The reaction to that figure showed a familiar problem: it is not just about planning, but the way policy is communicated and explained.
I have a friend who lives outside the Red River dyke. His house is not large, but it is the accumulated asset of a lifetime. Since hearing that this area is part of a major Red River landscape project, he has started to feel restless. If he has to leave, will the compensation for site clearance be enough to buy a decent place to live, near his workplace, and near his children's school?
A few days ago, he sent me a short message: “Looks like I might be among the 860,000 people to be relocated.”
The message reflects a sentiment spreading quickly as the figure of 860,000 inner-city residents who “could be relocated” appeared in discussions about Hanoi’s long-term planning.
Later, the Hanoi Department of Planning and Architecture clarified that the figure was not a relocation plan, but merely an assumption used for economic calculations in the master planning process. In other words, it was a technical parameter, not a policy decision.
The correction was necessary and should be acknowledged. But it must also be said that it came rather late.
The figure of 860,000 had existed in the information space long enough to be interpreted in many different ways. From a technical parameter, it was quickly understood as a specific relocation plan.
When the information gap is not filled in time, public opinion will replace it with speculation – and in the age of social media, this process happens almost instantaneously.
This is not the first time a planning story has fallen into such a situation, and perhaps not the last if the way policy is communicated does not change.
But if we only discuss the right or wrong of a single figure, then perhaps we are misidentifying the problem.
Hanoi is being pushed to a threshold which cannot to be avoided. The area from Ring Road 3 inward has, essentially, reached the carrying capacity ceiling of a city.
In many places, population density reaches 30,000–40,000 people/km². Those figures do not just exist in reports; they appear every day through long-lasting traffic jams, overloaded classrooms, crowded hospitals, and a living space that is increasingly narrowing.
In that context, population dispersal is no longer just a planning idea. It is a requirement if Hanoi wants to continue developing without further trading off quality of life.
However, for many years, programs to renovate old apartment buildings or disperse the inner-city population have progressed very slowly. The bottleneck does not lie in the planning, but in how to make people see that, after leaving, their lives will not be worse.
The core issue, therefore, is not how many people will have to relocate, but whether Hanoi can create destinations good enough that people are willing to leave. Because if the destination does not bring a more stable life, or one that is not worse, then every population dispersal plan, no matter how reasonable on paper, will be very hard to convince those involved.
Regarding the figure of 860,000, what is notable is that even as a hypothetical assumption, it quickly triggered reactions. Residents began worrying about housing and livelihoods; investors immediately shifted attention to areas such as Dong Anh, Gia Lam, and Hoa Lac; and experts raised numerous questions about resources, infrastructure, and the feasibility of a plan of unprecedented scale.
A number on paper, therefore, was enough to activate a chain of socio-economic reactions.
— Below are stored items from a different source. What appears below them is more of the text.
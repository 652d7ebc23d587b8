//! Static insight list used whenever live extraction is unavailable.

use crate::models::insight::{topic_url, InsightRecord, Sentiment};

/// (insight, section, category, sentiment)
const FALLBACK_INSIGHTS: [(&str, &str, &str, Sentiment); 10] = [
    (
        "Use quantifiable achievements in your work experience section rather than just listing job duties",
        "Work Experience",
        "Impact Statements",
        Sentiment::Positive,
    ),
    (
        "Keep your resume to one page if you have less than 10 years of experience",
        "Format",
        "Content Quality",
        Sentiment::Neutral,
    ),
    (
        "Include relevant keywords from the job description to pass ATS filters",
        "General",
        "ATS Optimization",
        Sentiment::Positive,
    ),
    (
        "Remove the objective statement and replace it with a professional summary",
        "Summary",
        "Content Quality",
        Sentiment::Negative,
    ),
    (
        "Use bullet points instead of paragraphs for better readability",
        "Format",
        "Formatting",
        Sentiment::Positive,
    ),
    (
        "Start every bullet with a strong action verb such as Developed, Implemented or Achieved",
        "Work Experience",
        "Impact Statements",
        Sentiment::Positive,
    ),
    (
        "Avoid tables, columns and graphics that confuse applicant tracking systems",
        "Format",
        "ATS Optimization",
        Sentiment::Negative,
    ),
    (
        "Group skills by category so recruiters can scan relevant capabilities quickly",
        "Skills",
        "Formatting",
        Sentiment::Neutral,
    ),
    (
        "Move education below work experience once you have several years of professional experience",
        "Education",
        "Content Quality",
        Sentiment::Neutral,
    ),
    (
        "Leave out personal details like age, marital status or a photo",
        "Contact",
        "Content Quality",
        Sentiment::Negative,
    ),
];

/// The fixed fallback list, stamped with the requesting topic.
/// Content is identical for every topic.
pub fn fallback_insights(topic: &str) -> Vec<InsightRecord> {
    let source_url = topic_url(topic);
    FALLBACK_INSIGHTS
        .iter()
        .map(|(insight, section, category, sentiment)| InsightRecord {
            topic: topic.to_string(),
            insight: insight.to_string(),
            section: section.to_string(),
            category: category.to_string(),
            sentiment: *sentiment,
            source_url: source_url.clone(),
        })
        .collect()
}
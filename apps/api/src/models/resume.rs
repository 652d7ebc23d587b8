use chrono::{DateTime, Utc};
use serde::{Deserialize, Serialize};
use sqlx::FromRow;

/// An uploaded resume and its extracted text. Read-only to the pipeline.
#[derive(Debug, Clone, Serialize, Deserialize, FromRow)]
pub struct Resume {
    pub id: String,
    pub filename: String,
    pub content: String,
    pub upload_date: DateTime<Utc>,
}
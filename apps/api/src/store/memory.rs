//! In-memory `Store` for tests.

use std::sync::Mutex;

use anyhow::{anyhow, Result};
use async_trait::async_trait;
use uuid::Uuid;

use crate::models::feedback::{FeedbackItem, ScoreSet};
use crate::models::insight::InsightRecord;
use crate::models::resume::Resume;
use crate::store::Store;

#[derive(Default)]
struct Tables {
    insights: Vec<InsightRecord>,
    feedback: Vec<(Uuid, FeedbackItem)>,
    scores: Vec<(Uuid, ScoreSet)>,
    resumes: Vec<Resume>,
    insight_attempts: usize,
}

/// Vec-backed tables. `fail_insight_attempt` makes the nth insight insert (0-based) fail.
#[derive(Default)]
pub struct MemoryStore {
    tables: Mutex<Tables>,
    fail_insight_attempt: Option<usize>,
}

impl MemoryStore {
    pub fn new() -> Self {
        Self::default()
    }

    pub fn failing_insight_insert(attempt: usize) -> Self {
        Self {
            fail_insight_attempt: Some(attempt),
            ..Self::default()
        }
    }

    pub fn with_insights(records: Vec<InsightRecord>) -> Self {
        let store = Self::default();
        store.tables.lock().unwrap().insights = records;
        store
    }

    pub fn insights(&self) -> Vec<InsightRecord> {
        self.tables.lock().unwrap().insights.clone()
    }

    pub fn feedback(&self) -> Vec<FeedbackItem> {
        let tables = self.tables.lock().unwrap();
        tables.feedback.iter().map(|(_, f)| f.clone()).collect()
    }

    pub fn scores(&self) -> Vec<ScoreSet> {
        let tables = self.tables.lock().unwrap();
        tables.scores.iter().map(|(_, s)| s.clone()).collect()
    }
}

#[async_trait]
impl Store for MemoryStore {
    async fn count_insights(&self) -> Result<i64> {
        Ok(self.tables.lock().unwrap().insights.len() as i64)
    }

    async fn recent_insights(&self, limit: i64) -> Result<Vec<InsightRecord>> {
        let tables = self.tables.lock().unwrap();
        Ok(tables
            .insights
            .iter()
            .rev()
            .take(limit.max(0) as usize)
            .cloned()
            .collect())
    }

    async fn insert_insight(&self, record: &InsightRecord) -> Result<()> {
        let mut tables = self.tables.lock().unwrap();
        let attempt = tables.insight_attempts;
        tables.insight_attempts += 1;
        if self.fail_insight_attempt == Some(attempt) {
            return Err(anyhow!("insert {attempt} rejected"));
        }
        tables.insights.push(record.clone());
        Ok(())
    }

    async fn insert_feedback(&self, analysis_id: Uuid, item: &FeedbackItem) -> Result<()> {
        self.tables
            .lock()
            .unwrap()
            .feedback
            .push((analysis_id, item.clone()));
        Ok(())
    }

    async fn insert_scores(&self, analysis_id: Uuid, scores: &ScoreSet) -> Result<()> {
        self.tables
            .lock()
            .unwrap()
            .scores
            .push((analysis_id, scores.clone()));
        Ok(())
    }

    async fn insert_resume(&self, resume: &Resume) -> Result<()> {
        self.tables.lock().unwrap().resumes.push(resume.clone());
        Ok(())
    }

    async fn get_resume(&self, id: &str) -> Result<Option<Resume>> {
        Ok(self
            .tables
            .lock()
            .unwrap()
            .resumes
            .iter()
            .find(|r| r.id == id)
            .cloned())
    }

    async fn latest_scores(&self, resume_id: &str) -> Result<Option<(Uuid, ScoreSet)>> {
        Ok(self
            .tables
            .lock()
            .unwrap()
            .scores
            .iter()
            .rev()
            .find(|(_, s)| s.resume_id == resume_id)
            .cloned())
    }

    async fn feedback_for_analysis(&self, analysis_id: Uuid) -> Result<Vec<FeedbackItem>> {
        Ok(self
            .tables
            .lock()
            .unwrap()
            .feedback
            .iter()
            .filter(|(id, _)| *id == analysis_id)
            .map(|(_, f)| f.clone())
            .collect())
    }
}
// Resume analysis: resume text + insight corpus → feedback cards and scores.
// All provider calls go through llm_client; no direct HTTP here.

pub mod analyzer;
pub mod fallback;
pub mod handlers;
pub mod prompts;
pub mod text;

pub use analyzer::{Analysis, ResumeAnalyzer};
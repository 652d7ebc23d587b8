// Insight extraction prompt templates.

pub const INSIGHT_SYSTEM: &str = "\
You are an expert in analyzing resume advice from Reddit. \
Extract key insights, categorize them, and determine sentiment.";

pub const INSIGHT_PROMPT_TEMPLATE: &str = r#"Extract exactly {count} key resume insights from the following r/{topic} posts.

POSTS:
{documents}

For each insight provide:
1. "insight": the actionable advice itself
2. "section": the resume section it applies to (Summary, Work Experience, Education, Skills, Format, Contact, General)
3. "category": e.g. ATS Optimization, Content Quality, Formatting, Impact Statements
4. "sentiment": "positive" | "negative" | "neutral"

OUTPUT SCHEMA (return exactly this structure):
[
  {"insight": "string", "section": "string", "category": "string", "sentiment": "positive" | "negative" | "neutral"}
]

Return ONLY the JSON array with exactly {count} objects, nothing else, no code fences."#;

pub const INSIGHT_MAX_TOKENS: u32 = 2048;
This shows that in a modern city, planning is no longer an internal matter of authorities; it directly shapes market expectations and public sentiment, even before becoming official policy.
For this reason, how information is communicated and explained is just as important as the content of the plan itself. Hanoi did the right thing by issuing a clarification, but a further step is needed: proactive explanation from the outset, rather than allowing incomplete information to spread and then managing the consequences.
For policies that may affect hundreds of thousands of people, transparency is not only a governance principle, but a prerequisite for building public trust.
And that trust, ultimately, is the foundation that allows major changes to occur without becoming disruptive shocks.